After Sarah runs away, Manon becomes obsessed with finding her. Her passion, like her husband’s, can only be expressed through physical possession, a self-righteous claiming of “property.” She will not allow Sarah to be sold; she thwarts the possibility of Sarah marrying a freed Negro; she must have Sarah no matter the history between them. By the novel’s end, a grotesque but utterly plausible new marriage has evolved: Manon, with her scarred face and paralyzed arm, the victim of a slave uprising; Sarah, sullen and recalcitrant; the deaf-mute Walter their child. We can see what this ménage will be, how Manon will bait Sarah, and how Sarah will respond:
“Does [Walter] remind you of someone?” I said, earning one of her thinly veiled looks of contempt. She took up the urn and leaned over me to fill my cup.
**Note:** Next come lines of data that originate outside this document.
//! Shared data types: devices, observations, session state and media requests.

use std::fmt;
use std::net::Ipv6Addr;

use chrono::{DateTime, Utc};
use serde::{Deserialize, Serialize};

/// How a device was found.
#[derive(Debug, Clone, Copy, PartialEq, Eq, Hash, Serialize, Deserialize)]
#[serde(rename_all = "camelCase")]
pub enum DiscoverySource {
    Broadcast,
    MulticastService,
    Static,
}

impl DiscoverySource {
    pub fn display_name(&self) -> &'static str {
        match self {
            DiscoverySource::Broadcast => "Broadcast",
            DiscoverySource::MulticastService => "mDNS",
            DiscoverySource::Static => "Static",
        }
    }
}

/// A single discovery event: one candidate address and where it came from.
#[derive(Debug, Clone, PartialEq, Eq)]
pub struct DeviceObservation {
    pub address: String,
    pub source: DiscoverySource,
    pub observed_at: DateTime<Utc>,
}

impl DeviceObservation {
    pub fn new(address: impl Into<String>, source: DiscoverySource) -> Self {
        Self {
            address: address.into(),
            source,
            observed_at: Utc::now(),
        }
    }

    pub fn at(address: impl Into<String>, source: DiscoverySource, observed_at: DateTime<Utc>) -> Self {
        Self {
            address: address.into(),
            source,
            observed_at,
        }
    }
}

/// A receiver known to the registry.
#[derive(Debug, Clone, PartialEq, Eq, Serialize, Deserialize)]
#[serde(rename_all = "camelCase")]
pub struct Device {
    pub address: String,
    pub discovered_via: DiscoverySource,
    pub last_seen_at: DateTime<Utc>,
}

impl From<DeviceObservation> for Device {
    fn from(obs: DeviceObservation) -> Self {
        Self {
            address: obs.address,
            discovered_via: obs.source,
            last_seen_at: obs.observed_at,
        }
    }
}

/// Control session state.
#[derive(Debug, Clone, PartialEq, Eq, Default, Serialize, Deserialize)]
#[serde(tag = "state", content = "reason", rename_all = "camelCase")]
pub enum SessionState {
    #[default]
    Idle,
    Connecting,
    Connected,
    Disconnected,
    Failed(String),
}

impl SessionState {
    pub fn is_connected(&self) -> bool {
        matches!(self, SessionState::Connected)
    }

    /// Disconnected and Failed end a connection attempt.
    pub fn is_terminal(&self) -> bool {
        matches!(self, SessionState::Disconnected | SessionState::Failed(_))
    }
}

impl fmt::Display for SessionState {
    fn fmt(&self, f: &mut fmt::Formatter<'_>) -> fmt::Result {
        match self {
            SessionState::Idle => write!(f, "idle"),
            SessionState::Connecting => write!(f, "connecting"),
            SessionState::Connected => write!(f, "connected"),
            SessionState::Disconnected => write!(f, "disconnected"),
            SessionState::Failed(reason) => write!(f, "failed: {}", reason),
        }
    }
}

/// A state transition announced by the session manager.
#[derive(Debug, Clone, PartialEq, Eq, Serialize)]
#[serde(rename_all = "camelCase")]
pub struct SessionEvent {
    /// Generation of the `connect` call that produced this transition.
    pub attempt: u64,
    pub address: String,
    #[serde(flatten)]
    pub state: SessionState,
}

/// Where the control channel of a device lives.
#[derive(Debug, Clone, PartialEq, Eq, Serialize)]
#[serde(rename_all = "camelCase")]
pub struct ControlEndpoint {
    pub host: String,
    pub port: u16,
}

impl ControlEndpoint {
    pub fn for_device(device: &Device, port: u16) -> Self {
        Self {
            host: device.address.clone(),
            port,
        }
    }

    fn authority(&self) -> String {
        if self.host.parse::<Ipv6Addr>().is_ok() {
            format!("[{}]:{}", self.host, self.port)
        } else {
            format!("{}:{}", self.host, self.port)
        }
    }

    /// The endpoint as the receiver advertises it, e.g. `http://192.168.1.2:3000`.
    pub fn http_url(&self) -> String {
        format!("http://{}", self.authority())
    }

    /// WebSocket transport URL for the Socket.IO control channel.
    pub fn websocket_url(&self) -> String {
        format!(
            "ws://{}/socket.io/?EIO=4&transport=websocket",
            self.authority()
        )
    }
}

impl fmt::Display for ControlEndpoint {
    fn fmt(&self, f: &mut fmt::Formatter<'_>) -> fmt::Result {
        f.write_str(&self.http_url())
    }
}

/// A media reference handed to the receiver for playback.
#[derive(Debug, Clone, PartialEq, Eq, Serialize)]
#[serde(rename_all = "camelCase")]
pub struct MediaRequest {
    pub reference: String,
    #[serde(skip_serializing_if = "Option::is_none")]
    pub dispatched_at: Option<DateTime<Utc>>,
}

impl MediaRequest {
    pub fn new(reference: impl Into<String>) -> Self {
        Self {
            reference: reference.into(),
            dispatched_at: None,
        }
    }
}

#[cfg(test)]
mod tests {
    use super::*;

    fn device(address: &str) -> Device {
        DeviceObservation::new(address, DiscoverySource::Static).into()
    }

    #[test]
    fn test_endpoint_urls_ipv4() {
        let endpoint = ControlEndpoint::for_device(&device("192.168.1.2"), 3000);
        assert_eq!(endpoint.http_url(), "http://192.168.1.2:3000");
        assert_eq!(
            endpoint.websocket_url(),
            "ws://192.168.1.2:3000/socket.io/?EIO=4&transport=websocket"
        );
    }

    #[test]
    fn test_endpoint_urls_ipv6_are_bracketed() {
        let endpoint = ControlEndpoint::for_device(&device("fe80::1"), 3000);
        assert_eq!(endpoint.http_url(), "http://[fe80::1]:3000");
    }

    #[test]
    fn test_session_state_display() {
        assert_eq!(SessionState::Connecting.to_string(), "connecting");
        assert_eq!(
            SessionState::Failed("refused".to_string()).to_string(),
            "failed: refused"
        );
    }

    #[test]
    fn test_session_state_serialization() {
        let json = serde_json::to_value(SessionState::Failed("refused".to_string())).unwrap();
        assert_eq!(json["state"], "failed");
        assert_eq!(json["reason"], "refused");

        let json = serde_json::to_value(SessionState::Connected).unwrap();
        assert_eq!(json["state"], "connected");
    }

    #[test]
    fn test_terminal_states() {
        assert!(SessionState::Disconnected.is_terminal());
        assert!(SessionState::Failed(String::new()).is_terminal());
        assert!(!SessionState::Connected.is_terminal());
        assert!(!SessionState::Idle.is_terminal());
    }
}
“He’s as much your responsibility as mine,” I said. “God knows, I didn’t ask for him, but here he is…. It’s useless to talk about responsibility to you people,” I continued. “You have no sense of it. That’s the gift we give you all. You just run away and we bring you back and you never have the slightest twinge of conscience…. It’s thanks to you I’m a cripple,” I said. “Look at the way I have to eat.”
In the claustrophobic intimacy of their new household, Sarah boasts to Manon how, in the North, she’d been warmly treated by Abolitionists who had not only opened their homes to her, but asked her to sit at their table and drink tea with them. Manon is appropriately jealous, incredulous. “It struck me as perfectly ridiculous. What on earth did they think they were doing?”
A canny question, to be turned back upon the questioner in this subtly cadenced novel of racial and sexual transgressions.
This Issue
May 1, 2003
-
*
Martin is the author of seven previous novels and two collections of short stories, Love (1977) and The Consolation of Nature (1988). Her best-known work is Mary Reilly (1990), purportedly the diary of the naive, good-hearted young servant girl to Dr. Henry Jekyll and his demonic alter-ego Edward Hyde. More ambitious is The Great Divorce (1994), which juxtaposes contemporary and antebellum New Orleans in a narrative linking three women (one of them a nineteenth-century Creole heiress who crosses the color line in a desperate attempt to be rid of her despotic slaveholder husband). Italian Fever (1999), set in present-day Italy, blurs the lines between Gothic mystery, social cultural comedy, and that reliable sub-genre “sexual awakening, American female abroad.”